Arquivo FolhaO secretário Mendonça de Barros: medidas contra empréstimos longosO governo deverá decidir, até o próximo mês, se usa ou não os instrumentos mais fortes à sua disposição para conter o consumo: restrição ao prazo de empréstimos bancários, ao crédito rotativo do cartão de crédito e ao cartão de crédito internacional, informaram ontem assessores da equipe econômica, consultados pela Agência Estado.
O aumento do Imposto sobre Operações Financeiras (IOF) sobre empréstimos a pessoas físicas, anunciado na última sexta-feira, deverá ter pouco impacto sobre a economia e foi apenas uma sinalização ao mercado, acrescentaram essas fontes. A intenção é mostrar que o governo está atento ao assunto. Medidas mais fortes não deverão ser deixadas para o segundo semestre, em razão do atraso existente entre a sua adoção seu efeito prático.

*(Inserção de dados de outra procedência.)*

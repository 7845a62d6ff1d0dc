//! Terminal dialogs
//!
//! [`Interaction`] over a line-oriented reader/writer pair. Prompts go to
//! the writer (stderr for the CLI) so stdout only carries rendered output.

use std::io::{self, BufRead, Write};

use crate::api::LogEntry;
use crate::client::{EditForm, Interaction};

/// Line-based dialogs on a terminal
pub struct Terminal<R, W> {
    input: R,
    output: W,
    edit_answers: Option<EditForm>,
}

impl Terminal<io::StdinLock<'static>, io::Stderr> {
    /// Prompt on stderr, read answers from stdin
    pub fn stdio() -> Self {
        Self::new(io::stdin().lock(), io::stderr())
    }
}

impl<R: BufRead, W: Write> Terminal<R, W> {
    pub fn new(input: R, output: W) -> Self {
        Self {
            input,
            output,
            edit_answers: None,
        }
    }

    /// Answer the next edit dialog with `answers` instead of prompting
    pub fn with_edit_answers(mut self, answers: EditForm) -> Self {
        self.edit_answers = Some(answers);
        self
    }

    pub fn into_output(self) -> W {
        self.output
    }

    /// Print `prompt` and read one line without its line ending.
    /// `None` on end of input.
    fn ask(&mut self, prompt: &str) -> Option<String> {
        let _ = write!(self.output, "{}", prompt);
        let _ = self.output.flush();

        let mut line = String::new();
        match self.input.read_line(&mut line) {
            Ok(0) | Err(_) => None,
            Ok(_) => Some(line.trim_end_matches(&['\r', '\n'][..]).to_string()),
        }
    }
}

impl<R: BufRead, W: Write> Interaction for Terminal<R, W> {
    fn alert(&mut self, message: &str) {
        let _ = writeln!(self.output, "{}", message);
    }

    fn confirm(&mut self, message: &str) -> bool {
        match self.ask(&format!("{} [y/N] ", message)) {
            Some(answer) => matches!(answer.trim().to_lowercase().as_str(), "y" | "yes"),
            None => false,
        }
    }

    fn edit_dialog(&mut self, current: &LogEntry) -> Option<EditForm> {
        if let Some(answers) = self.edit_answers.take() {
            return Some(answers);
        }

        let _ = writeln!(self.output, "Leave a field blank to keep it unchanged.");
        let start_km = self.ask(&format!("Starting Km [{}]: ", current.starting_km))?;
        let end_km = self.ask(&format!("End Km [{}]: ", current.end_km))?;
        let purpose = self.ask(&format!("Purpose [{}]: ", current.purpose))?;

        Some(EditForm::new(start_km, end_km, purpose))
    }
}
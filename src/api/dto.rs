//! Wire Types
//!
//! Request and response bodies exchanged with the mileage log service.
//! Field names on the wire are the spreadsheet column headers the service
//! stores (`"Starting Km"`, `"End Km"`, ...), so every field is renamed.

use serde::de::{self, MapAccess, Visitor};
use serde::ser::SerializeMap;
use serde::{Deserialize, Deserializer, Serialize, Serializer};
use std::fmt;

/// A single trip as stored by the service
#[derive(Debug, Clone, PartialEq, Serialize, Deserialize)]
pub struct LogEntry {
    /// Trip date, `YYYY-MM-DD`
    #[serde(rename = "Date")]
    pub date: String,
    #[serde(rename = "Starting Km", deserialize_with = "deserialize_km")]
    pub starting_km: i64,
    #[serde(rename = "End Km", deserialize_with = "deserialize_km")]
    pub end_km: i64,
    /// Always `end_km - starting_km` for entries written by this client
    #[serde(rename = "Running Km", deserialize_with = "deserialize_km")]
    pub running_km: i64,
    #[serde(rename = "Purpose")]
    pub purpose: String,
}

/// Body of `POST /api/logs`
#[derive(Debug, Clone, PartialEq, Eq, Serialize)]
pub struct NewLogEntry {
    #[serde(rename = "Date")]
    pub date: String,
    #[serde(rename = "Starting Km")]
    pub starting_km: i64,
    #[serde(rename = "End Km")]
    pub end_km: i64,
    #[serde(rename = "Running Km")]
    pub running_km: i64,
    #[serde(rename = "Purpose")]
    pub purpose: String,
}

impl NewLogEntry {
    /// Build a new entry, deriving the running distance.
    ///
    /// The distance saturates at the `i64` bounds; form validation turns
    /// away readings that far apart before this is reached.
    pub fn new(date: impl Into<String>, starting_km: i64, end_km: i64, purpose: impl Into<String>) -> Self {
        Self {
            date: date.into(),
            starting_km,
            end_km,
            running_km: end_km.saturating_sub(starting_km),
            purpose: purpose.into(),
        }
    }
}

/// Body of `PUT /api/logs/{index}`
///
/// Carries no date: the date of an existing entry cannot be changed.
#[derive(Debug, Clone, PartialEq, Eq, Serialize)]
pub struct LogUpdate {
    #[serde(rename = "Starting Km")]
    pub starting_km: i64,
    #[serde(rename = "End Km")]
    pub end_km: i64,
    #[serde(rename = "Running Km")]
    pub running_km: i64,
    #[serde(rename = "Purpose")]
    pub purpose: String,
}

impl LogUpdate {
    /// Same distance rule as [`NewLogEntry::new`]
    pub fn new(starting_km: i64, end_km: i64, purpose: impl Into<String>) -> Self {
        Self {
            starting_km,
            end_km,
            running_km: end_km.saturating_sub(starting_km),
            purpose: purpose.into(),
        }
    }
}

/// Body of `GET /api/logs`
#[derive(Debug, Clone, Default, PartialEq, Serialize, Deserialize)]
pub struct LogsResponse {
    #[serde(default)]
    pub logs: Vec<LogEntry>,
    #[serde(default)]
    pub monthly_totals: MonthlyTotals,
}

/// Accumulated running kilometres for one month label (e.g. `"2024-05"`)
#[derive(Debug, Clone, PartialEq, Serialize)]
pub struct MonthlyTotal {
    pub month: String,
    pub total: f64,
}

/// Monthly totals in the order the service sent them
///
/// Sent as a JSON object; deserialized into a list so the key order of the
/// response is kept.
#[derive(Debug, Clone, Default, PartialEq)]
pub struct MonthlyTotals(Vec<MonthlyTotal>);

impl MonthlyTotals {
    pub fn new(totals: Vec<MonthlyTotal>) -> Self {
        Self(totals)
    }

    pub fn iter(&self) -> impl Iterator<Item = &MonthlyTotal> {
        self.0.iter()
    }

    pub fn len(&self) -> usize {
        self.0.len()
    }

    pub fn is_empty(&self) -> bool {
        self.0.is_empty()
    }
}

impl FromIterator<(String, f64)> for MonthlyTotals {
    fn from_iter<I: IntoIterator<Item = (String, f64)>>(iter: I) -> Self {
        Self(
            iter.into_iter()
                .map(|(month, total)| MonthlyTotal { month, total })
                .collect(),
        )
    }
}

impl Serialize for MonthlyTotals {
    fn serialize<S: Serializer>(&self, serializer: S) -> Result<S::Ok, S::Error> {
        let mut map = serializer.serialize_map(Some(self.0.len()))?;
        for total in &self.0 {
            map.serialize_entry(&total.month, &total.total)?;
        }
        map.end()
    }
}

impl<'de> Deserialize<'de> for MonthlyTotals {
    fn deserialize<D: Deserializer<'de>>(deserializer: D) -> Result<Self, D::Error> {
        struct TotalsVisitor;

        impl<'de> Visitor<'de> for TotalsVisitor {
            type Value = MonthlyTotals;

            fn expecting(&self, f: &mut fmt::Formatter) -> fmt::Result {
                f.write_str("a map of month labels to running kilometre totals")
            }

            fn visit_map<A: MapAccess<'de>>(self, mut map: A) -> Result<Self::Value, A::Error> {
                let mut totals = Vec::with_capacity(map.size_hint().unwrap_or(0));
                while let Some((month, total)) = map.next_entry::<String, f64>()? {
                    totals.push(MonthlyTotal { month, total });
                }
                Ok(MonthlyTotals(totals))
            }
        }

        deserializer.deserialize_map(TotalsVisitor)
    }
}

/// Accept integer or float kilometre values.
///
/// The service stores entries in a spreadsheet and may send `1200.0`.
/// Fractions are truncated toward zero.
fn deserialize_km<'de, D: Deserializer<'de>>(deserializer: D) -> Result<i64, D::Error> {
    let number = serde_json::Number::deserialize(deserializer)?;
    number
        .as_i64()
        .or_else(|| number.as_f64().map(|value| value.trunc() as i64))
        .ok_or_else(|| de::Error::custom(format!("invalid kilometre value: {}", number)))
}

#[cfg(test)]
mod tests {
    use super::*;

    #[test]
    fn test_logs_response_wire_names() {
        let body = r#"{
            "logs": [
                {"Date": "2024-05-07", "Starting Km": 1200, "End Km": 1250, "Running Km": 50, "Purpose": "Client visit"},
                {"Date": "2024-05-08", "Starting Km": 1250.0, "End Km": 1262.0, "Running Km": 12.0, "Purpose": "Groceries"}
            ],
            "monthly_totals": {"2024-05": 62}
        }"#;

        let response: LogsResponse = serde_json::from_str(body).unwrap();

        assert_eq!(response.logs.len(), 2);
        assert_eq!(response.logs[0].purpose, "Client visit");
        assert_eq!(response.logs[1].starting_km, 1250);
        assert_eq!(response.logs[1].running_km, 12);
        assert_eq!(response.monthly_totals.len(), 1);
    }

    #[test]
    fn test_monthly_totals_keep_response_order() {
        let body = r#"{"logs": [], "monthly_totals": {"2024-05": 40, "2023-12": 12.5, "2024-01": 7}}"#;

        let response: LogsResponse = serde_json::from_str(body).unwrap();
        let months: Vec<&str> = response
            .monthly_totals
            .iter()
            .map(|t| t.month.as_str())
            .collect();

        assert_eq!(months, vec!["2024-05", "2023-12", "2024-01"]);
    }

    #[test]
    fn test_missing_totals_default_to_empty() {
        let response: LogsResponse = serde_json::from_str(r#"{"logs": []}"#).unwrap();
        assert!(response.monthly_totals.is_empty());
    }

    #[test]
    fn test_rejects_non_numeric_km() {
        let body = r#"{"Date": "2024-05-07", "Starting Km": "a lot", "End Km": 1, "Running Km": 1, "Purpose": "x"}"#;
        assert!(serde_json::from_str::<LogEntry>(body).is_err());
    }

    #[test]
    fn test_new_entry_body() {
        let entry = NewLogEntry::new("2024-05-07", 1200, 1250, "Client visit");
        let json = serde_json::to_value(&entry).unwrap();

        assert_eq!(json["Date"], "2024-05-07");
        assert_eq!(json["Starting Km"], 1200);
        assert_eq!(json["End Km"], 1250);
        assert_eq!(json["Running Km"], 50);
        assert_eq!(json["Purpose"], "Client visit");
    }

    #[test]
    fn test_update_body_has_no_date() {
        let update = LogUpdate::new(100, 130, "Depot");
        let json = serde_json::to_value(&update).unwrap();
        let object = json.as_object().unwrap();

        assert!(!object.contains_key("Date"));
        assert_eq!(object.len(), 4);
        assert_eq!(json["Running Km"], 30);
    }

    #[test]
    fn test_running_km_saturates_instead_of_overflowing() {
        let entry = NewLogEntry::new("2024-05-07", i64::MIN, i64::MAX, "Trip");
        assert_eq!(entry.running_km, i64::MAX);

        let update = LogUpdate::new(i64::MAX, i64::MIN, "Trip");
        assert_eq!(update.running_km, i64::MIN);
    }
}
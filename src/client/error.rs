//! Client error types

use thiserror::Error;

use crate::api::ApiError;

/// User input rejected before any request is sent
///
/// The display text is the exact message shown to the user.
#[derive(Error, Debug, Clone, Copy, PartialEq, Eq)]
pub enum ValidationError {
    /// Empty date or purpose, or a kilometre field that is not a number
    #[error("Please fill all fields correctly.")]
    IncompleteFields,

    /// End reading below the start reading. Equal readings are accepted
    /// even though the message says "greater than".
    #[error("End Kilometer must be greater than Start Kilometer.")]
    EndBeforeStart,
}

/// Errors that stop a client operation
#[derive(Error, Debug)]
pub enum ClientError {
    #[error(transparent)]
    Api(#[from] ApiError),

    /// Position no longer exists in the freshly fetched list
    #[error("No log entry at position {index} (the log has {len} entries)")]
    NoSuchEntry { index: usize, len: usize },

    #[error("Failed to save report: {0}")]
    Report(#[from] std::io::Error),
}
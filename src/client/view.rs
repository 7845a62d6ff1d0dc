//! View model
//!
//! Everything the client shows is derived from the last successful
//! `GET /api/logs`. A reload replaces the whole view; rows are never
//! patched in place.

use serde::Serialize;

use crate::api::LogsResponse;
use crate::format::format_date;

/// One rendered log entry
#[derive(Debug, Clone, PartialEq, Eq, Serialize)]
pub struct EntryRow {
    /// Position in the fetched list, the address used by edit and delete
    pub index: usize,
    /// Display date, `DD-MM-YYYY`
    pub date: String,
    pub starting_km: i64,
    pub end_km: i64,
    pub running_km: i64,
    pub purpose: String,
}

/// One rendered month/total pair
#[derive(Debug, Clone, PartialEq, Serialize)]
pub struct MonthlyRow {
    pub month: String,
    pub total: f64,
}

/// Outcome of the most recent request chain
#[derive(Debug, Clone, Default, PartialEq, Eq, Serialize)]
#[serde(tag = "state", content = "message", rename_all = "snake_case")]
pub enum Status {
    /// Nothing fetched yet
    #[default]
    Idle,
    Loaded,
    /// Last request failed; rows still show the previous successful load
    Error(String),
}

/// Renderable state of the mileage log
#[derive(Debug, Clone, Default, PartialEq, Serialize)]
pub struct LogView {
    pub entries: Vec<EntryRow>,
    pub monthly_totals: Vec<MonthlyRow>,
    pub status: Status,
}

impl LogView {
    /// Build the view for a fetched response, keeping response order
    pub fn render(response: &LogsResponse) -> Self {
        let entries = response
            .logs
            .iter()
            .enumerate()
            .map(|(index, entry)| EntryRow {
                index,
                date: format_date(&entry.date),
                starting_km: entry.starting_km,
                end_km: entry.end_km,
                running_km: entry.running_km,
                purpose: entry.purpose.clone(),
            })
            .collect();

        let monthly_totals = response
            .monthly_totals
            .iter()
            .map(|total| MonthlyRow {
                month: total.month.clone(),
                total: total.total,
            })
            .collect();

        Self {
            entries,
            monthly_totals,
            status: Status::Loaded,
        }
    }

    /// Mark the view as failed without touching the rendered rows
    pub fn fail(&mut self, message: impl Into<String>) {
        self.status = Status::Error(message.into());
    }

    pub fn error(&self) -> Option<&str> {
        match &self.status {
            Status::Error(message) => Some(message),
            _ => None,
        }
    }
}
//! Report Download
//!
//! Saves the monthly report returned by the service. The bytes are staged
//! in a temporary file next to the target and renamed into place, so an
//! interrupted download never leaves a truncated PDF under the final name.

use std::io::{self, Write};
use std::path::{Path, PathBuf};
use tempfile::NamedTempFile;

/// File name the report is saved under
pub const REPORT_FILE_NAME: &str = "Monthly_Running_Km_Report.pdf";

/// Write `contents` to `dir/Monthly_Running_Km_Report.pdf`, replacing any
/// previous report.
pub fn save_report(dir: &Path, contents: &[u8]) -> io::Result<PathBuf> {
    std::fs::create_dir_all(dir)?;

    let mut staged = NamedTempFile::new_in(dir)?;
    staged.write_all(contents)?;
    staged.flush()?;

    let target = dir.join(REPORT_FILE_NAME);
    staged.persist(&target).map_err(|e| e.error)?;

    Ok(target)
}
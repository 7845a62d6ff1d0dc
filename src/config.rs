//! Configuration System
//!
//! Handles loading configuration from files and environment variables.
//! Supports TOML config files and environment variable overrides.

use serde::Deserialize;
use std::path::{Path, PathBuf};

/// Main configuration structure
#[derive(Debug, Clone, Default, Deserialize)]
pub struct Config {
    #[serde(default)]
    pub api: ApiConfig,

    #[serde(default)]
    pub report: ReportConfig,

    #[serde(default)]
    pub logging: LoggingConfig,
}

/// Mileage service connection settings
#[derive(Debug, Clone, Deserialize)]
pub struct ApiConfig {
    #[serde(default = "default_base_url")]
    pub base_url: String,

    /// Unset means requests never time out
    #[serde(default)]
    pub request_timeout_secs: Option<u64>,
}

fn default_base_url() -> String {
    "http://localhost:3000".to_string()
}

impl Default for ApiConfig {
    fn default() -> Self {
        Self {
            base_url: default_base_url(),
            request_timeout_secs: None,
        }
    }
}

/// Monthly report download settings
#[derive(Debug, Clone, Default, Deserialize)]
pub struct ReportConfig {
    pub download_dir: Option<String>,
}

impl ReportConfig {
    /// Directory the report is saved into
    ///
    /// Falls back to the platform download directory, then the working
    /// directory.
    pub fn download_dir(&self) -> PathBuf {
        self.download_dir
            .as_ref()
            .map(PathBuf::from)
            .or_else(dirs::download_dir)
            .unwrap_or_else(|| PathBuf::from("."))
    }
}

/// Logging configuration
#[derive(Debug, Clone, Deserialize)]
pub struct LoggingConfig {
    #[serde(default = "default_log_level")]
    pub level: String,

    #[serde(default = "default_log_format")]
    pub format: String,
}

fn default_log_level() -> String {
    "warn".to_string()
}

fn default_log_format() -> String {
    "pretty".to_string()
}

impl Default for LoggingConfig {
    fn default() -> Self {
        Self {
            level: default_log_level(),
            format: default_log_format(),
        }
    }
}

impl Config {
    /// Load configuration from a file
    pub fn load(path: &Path) -> Result<Self, ConfigError> {
        let content = std::fs::read_to_string(path).map_err(|e| ConfigError::Io {
            path: path.to_path_buf(),
            error: e.to_string(),
        })?;

        Self::parse(&content).map_err(|error| ConfigError::Parse {
            path: path.to_path_buf(),
            error,
        })
    }

    fn parse(content: &str) -> Result<Self, String> {
        toml::from_str(content).map_err(|e| e.to_string())
    }

    /// Load configuration from environment variables only
    pub fn from_env() -> Self {
        let mut config = Config::default();
        config.apply_env_overrides();
        config
    }

    /// Load configuration with environment variable overrides
    pub fn load_with_env(path: &Path) -> Result<Self, ConfigError> {
        let mut config = Self::load(path)?;
        config.apply_env_overrides();
        Ok(config)
    }

    /// First existing file among the default config locations
    pub fn discover() -> Option<PathBuf> {
        let config_paths = [
            dirs::config_dir().map(|p| p.join("mileage").join("config.toml")),
            Some(PathBuf::from("./mileage.toml")),
        ];

        config_paths.into_iter().flatten().find(|path| path.exists())
    }

    /// Apply environment variable overrides to an existing config
    fn apply_env_overrides(&mut self) {
        // API overrides
        if let Ok(url) = std::env::var("MILEAGE_API_URL") {
            self.api.base_url = url;
        }
        if let Ok(timeout) = std::env::var("MILEAGE_REQUEST_TIMEOUT_SECS") {
            if let Ok(secs) = timeout.parse() {
                self.api.request_timeout_secs = Some(secs);
            }
        }

        // Report overrides
        if let Ok(dir) = std::env::var("MILEAGE_DOWNLOAD_DIR") {
            self.report.download_dir = Some(dir);
        }

        // Logging overrides
        if let Ok(level) = std::env::var("MILEAGE_LOG_LEVEL") {
            self.logging.level = level;
        }
        if let Ok(format) = std::env::var("MILEAGE_LOG_FORMAT") {
            self.logging.format = format;
        }
    }
}

/// Configuration errors
#[derive(Debug, thiserror::Error)]
pub enum ConfigError {
    #[error("Failed to read config file {path:?}: {error}")]
    Io { path: PathBuf, error: String },

    #[error("Failed to parse config file {path:?}: {error}")]
    Parse { path: PathBuf, error: String },
}

/// Generate a default config file content
pub fn generate_default_config() -> String {
    r#"# Mileage Log Configuration
#
# Environment variables override these settings:
# - MILEAGE_API_URL
# - MILEAGE_REQUEST_TIMEOUT_SECS
# - MILEAGE_DOWNLOAD_DIR
# - MILEAGE_LOG_LEVEL
# - MILEAGE_LOG_FORMAT

[api]
# Mileage log service URL
base_url = "http://localhost:3000"

# Request timeout in seconds (unset: wait indefinitely)
# request_timeout_secs = 30

[report]
# Where the monthly report PDF is saved (unset: platform download dir)
# download_dir = "/home/me/Downloads"

[logging]
# Log level: trace, debug, info, warn, error
level = "warn"

# Log format: pretty (for development) or json (for production)
format = "pretty"
"#
    .to_string()
}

Restrições ao consumo adotadas a partir de julho não teriam seu pleno efeito a tempo de impedir o aumento da demanda em outubro, quando são feitas encomendas para o Natal. O impacto viria provavelmente no início de 1998, o que é considerado indesejável pelo governo, por se tratar de ano eleitoral.
O mecanismo mais efetivo para deter o consumo, segundo os técnicos, é a limitação do número de parcelas dos financiamentos. O diagnóstico do governo é que os empréstimos estão se tornando mais longos, permitindo que a prestação final caia para os cosumidores. ‘‘Com a prestação que antes pagava uma geladeira, hoje é possível comprar um carro’’, tem afirmado o secretário de Política Econômica do Ministério da Fazenda, José Roberto Mendonça de Barros.
A restrição ao crédito rotativo dos cartões de crédito segue a mesma lógica. Além disto, uma eventual imposição de limite de gastos aos cartões de crédito internacionais teria a vantagem de ajudar a barrar a saída de dólares para o exterior. O aumento adotado para o IOF é considerado menos efetivo porque os empréstimos concedidos a pessoas físicas têm taxas de juros muitas vezes próximas a 100% ao ano. Por isto, a nova alíquota de IOF, de 15%, não representaria um grande desestímulo aos consumidores.
Além disto, como a competição pelo mercado dos financiamentos às pessoas físicas está aumentando, é possível que os bancos acabem absorvendo parte deste custo. A hesitação do governo até agora em frear a economia vem do temor de chegar ao fim do ano com um crescimento do PIB muito baixo. Mas o alto déficit da balança comercial, de US$ 4 bilhões nos quatro primeiros meses do ano, está pressionando os técnicos no sentido contrário.
Quem perde O consumidor de carros populares deverá ser o maior prejudicado pela medida do governo, que aumentou o IOF de 6% para 15%, o que elevará as prestações mensais do financiamento em 10% a 11%. Esse segmento responde atualmente por cerca de 60% das vendas de veículos e é o que mais utiliza o crediário. Em uma revenda da General Motors em São Paulo, alguns clientes que estavam prestes a fechar negócios calcularam aumentos de R$ 20 a R$ 30 nas prestações e já pensam em desistir, segundo o diretor da empresa e presidente da Associação dos Revendedores Chevrolet, Mário Cordeiro de Menezes Júnior.
O Banco Volkswagen anunciou que, a partir de quarta-feira, vai aumentar de 20% para 25% o valor da entrada para os modelos da marca. O diretor de serviços financeiros, Marcos Vinicius Moya, diz que o objetivo é garantir maior proteção à instituição financeira e reduzir o valor que sobra para o financiamento.